Aim of the exercise: This exercise requires every record to be repeated exactly.

Source records
───

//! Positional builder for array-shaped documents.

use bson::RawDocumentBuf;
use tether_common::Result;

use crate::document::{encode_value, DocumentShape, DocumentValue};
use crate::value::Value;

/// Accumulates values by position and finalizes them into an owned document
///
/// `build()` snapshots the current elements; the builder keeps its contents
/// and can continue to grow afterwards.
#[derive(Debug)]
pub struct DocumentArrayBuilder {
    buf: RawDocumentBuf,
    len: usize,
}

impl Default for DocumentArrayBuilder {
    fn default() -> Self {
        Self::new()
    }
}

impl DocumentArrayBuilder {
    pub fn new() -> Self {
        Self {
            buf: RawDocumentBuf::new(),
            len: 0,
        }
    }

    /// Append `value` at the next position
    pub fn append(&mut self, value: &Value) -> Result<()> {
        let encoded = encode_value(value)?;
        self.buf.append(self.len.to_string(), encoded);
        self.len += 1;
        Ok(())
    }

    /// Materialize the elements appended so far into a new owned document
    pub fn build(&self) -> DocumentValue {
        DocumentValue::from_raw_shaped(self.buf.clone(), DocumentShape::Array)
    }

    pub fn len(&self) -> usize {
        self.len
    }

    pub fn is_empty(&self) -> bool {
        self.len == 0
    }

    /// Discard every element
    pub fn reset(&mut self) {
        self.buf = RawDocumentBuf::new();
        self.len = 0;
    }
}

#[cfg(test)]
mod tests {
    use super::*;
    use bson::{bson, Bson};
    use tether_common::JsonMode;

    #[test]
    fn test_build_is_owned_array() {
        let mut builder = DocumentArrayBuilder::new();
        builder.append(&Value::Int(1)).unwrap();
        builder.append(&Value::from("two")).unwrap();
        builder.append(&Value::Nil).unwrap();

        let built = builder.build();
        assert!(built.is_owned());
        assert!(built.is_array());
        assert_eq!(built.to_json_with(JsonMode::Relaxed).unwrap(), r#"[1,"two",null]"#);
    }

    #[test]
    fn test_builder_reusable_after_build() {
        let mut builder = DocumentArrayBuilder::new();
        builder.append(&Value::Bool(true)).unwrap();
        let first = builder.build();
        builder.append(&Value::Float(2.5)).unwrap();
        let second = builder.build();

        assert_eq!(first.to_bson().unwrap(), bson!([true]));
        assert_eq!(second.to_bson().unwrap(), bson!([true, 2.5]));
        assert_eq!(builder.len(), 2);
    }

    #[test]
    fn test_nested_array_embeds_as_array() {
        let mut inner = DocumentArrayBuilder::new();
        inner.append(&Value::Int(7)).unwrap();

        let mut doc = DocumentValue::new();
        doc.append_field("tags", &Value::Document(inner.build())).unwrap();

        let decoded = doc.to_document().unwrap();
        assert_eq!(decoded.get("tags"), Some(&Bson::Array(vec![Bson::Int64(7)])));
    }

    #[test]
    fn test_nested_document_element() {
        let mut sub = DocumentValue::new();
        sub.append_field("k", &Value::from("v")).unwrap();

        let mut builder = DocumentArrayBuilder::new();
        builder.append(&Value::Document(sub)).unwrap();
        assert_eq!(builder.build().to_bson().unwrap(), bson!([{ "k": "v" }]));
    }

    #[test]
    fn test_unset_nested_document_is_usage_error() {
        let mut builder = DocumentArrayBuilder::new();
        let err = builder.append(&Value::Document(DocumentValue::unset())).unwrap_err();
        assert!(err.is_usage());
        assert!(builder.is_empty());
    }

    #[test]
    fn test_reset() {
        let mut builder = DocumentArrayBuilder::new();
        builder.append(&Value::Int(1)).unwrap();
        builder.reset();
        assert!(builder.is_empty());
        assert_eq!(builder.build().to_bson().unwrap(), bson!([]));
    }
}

───

Expected output:
//! Positional builder for array-shaped documents.

use bson::RawDocumentBuf;
use tether_common::Result;

use crate::document::{encode_value, DocumentShape, DocumentValue};
use crate::value::Value;

/// Accumulates values by position and finalizes them into an owned document
///
/// `build()` snapshots the current elements; the builder keeps its contents
/// and can continue to grow afterwards.
#[derive(Debug)]
pub struct DocumentArrayBuilder {
    buf: RawDocumentBuf,
    len: usize,
}

impl Default for DocumentArrayBuilder {
    fn default() -> Self {
        Self::new()
    }
}

impl DocumentArrayBuilder {
    pub fn new() -> Self {
        Self {
            buf: RawDocumentBuf::new(),
            len: 0,
        }
    }

    /// Append `value` at the next position
    pub fn append(&mut self, value: &Value) -> Result<()> {
        let encoded = encode_value(value)?;
        self.buf.append(self.len.to_string(), encoded);
        self.len += 1;
        Ok(())
    }

    /// Materialize the elements appended so far into a new owned document
    pub fn build(&self) -> DocumentValue {
        DocumentValue::from_raw_shaped(self.buf.clone(), DocumentShape::Array)
    }

    pub fn len(&self) -> usize {
        self.len
    }

    pub fn is_empty(&self) -> bool {
        self.len == 0
    }

    /// Discard every element
    pub fn reset(&mut self) {
        self.buf = RawDocumentBuf::new();
        self.len = 0;
    }
}

#[cfg(test)]
mod tests {
    use super::*;
    use bson::{bson, Bson};
    use tether_common::JsonMode;

    #[test]
    fn test_build_is_owned_array() {
        let mut builder = DocumentArrayBuilder::new();
        builder.append(&Value::Int(1)).unwrap();
        builder.append(&Value::from("two")).unwrap();
        builder.append(&Value::Nil).unwrap();

        let built = builder.build();
        assert!(built.is_owned());
        assert!(built.is_array());
        assert_eq!(built.to_json_with(JsonMode::Relaxed).unwrap(), r#"[1,"two",null]"#);
    }

    #[test]
    fn test_builder_reusable_after_build() {
        let mut builder = DocumentArrayBuilder::new();
        builder.append(&Value::Bool(true)).unwrap();
        let first = builder.build();
        builder.append(&Value::Float(2.5)).unwrap();
        let second = builder.build();

        assert_eq!(first.to_bson().unwrap(), bson!([true]));
        assert_eq!(second.to_bson().unwrap(), bson!([true, 2.5]));
        assert_eq!(builder.len(), 2);
    }

    #[test]
    fn test_nested_array_embeds_as_array() {
        let mut inner = DocumentArrayBuilder::new();
        inner.append(&Value::Int(7)).unwrap();

        let mut doc = DocumentValue::new();
        doc.append_field("tags", &Value::Document(inner.build())).unwrap();

        let decoded = doc.to_document().unwrap();
        assert_eq!(decoded.get("tags"), Some(&Bson::Array(vec![Bson::Int64(7)])));
    }

    #[test]
    fn test_nested_document_element() {
        let mut sub = DocumentValue::new();
        sub.append_field("k", &Value::from("v")).unwrap();

        let mut builder = DocumentArrayBuilder::new();
        builder.append(&Value::Document(sub)).unwrap();
        assert_eq!(builder.build().to_bson().unwrap(), bson!([{ "k": "v" }]));
    }

    #[test]
    fn test_unset_nested_document_is_usage_error() {
        let mut builder = DocumentArrayBuilder::new();
        let err = builder.append(&Value::Document(DocumentValue::unset())).unwrap_err();
        assert!(err.is_usage());
        assert!(builder.is_empty());
    }

    #[test]
    fn test_reset() {
        let mut builder = DocumentArrayBuilder::new();
        builder.append(&Value::Int(1)).unwrap();
        builder.reset();
        assert!(builder.is_empty());
        assert_eq!(builder.build().to_bson().unwrap(), bson!([]));
    }
}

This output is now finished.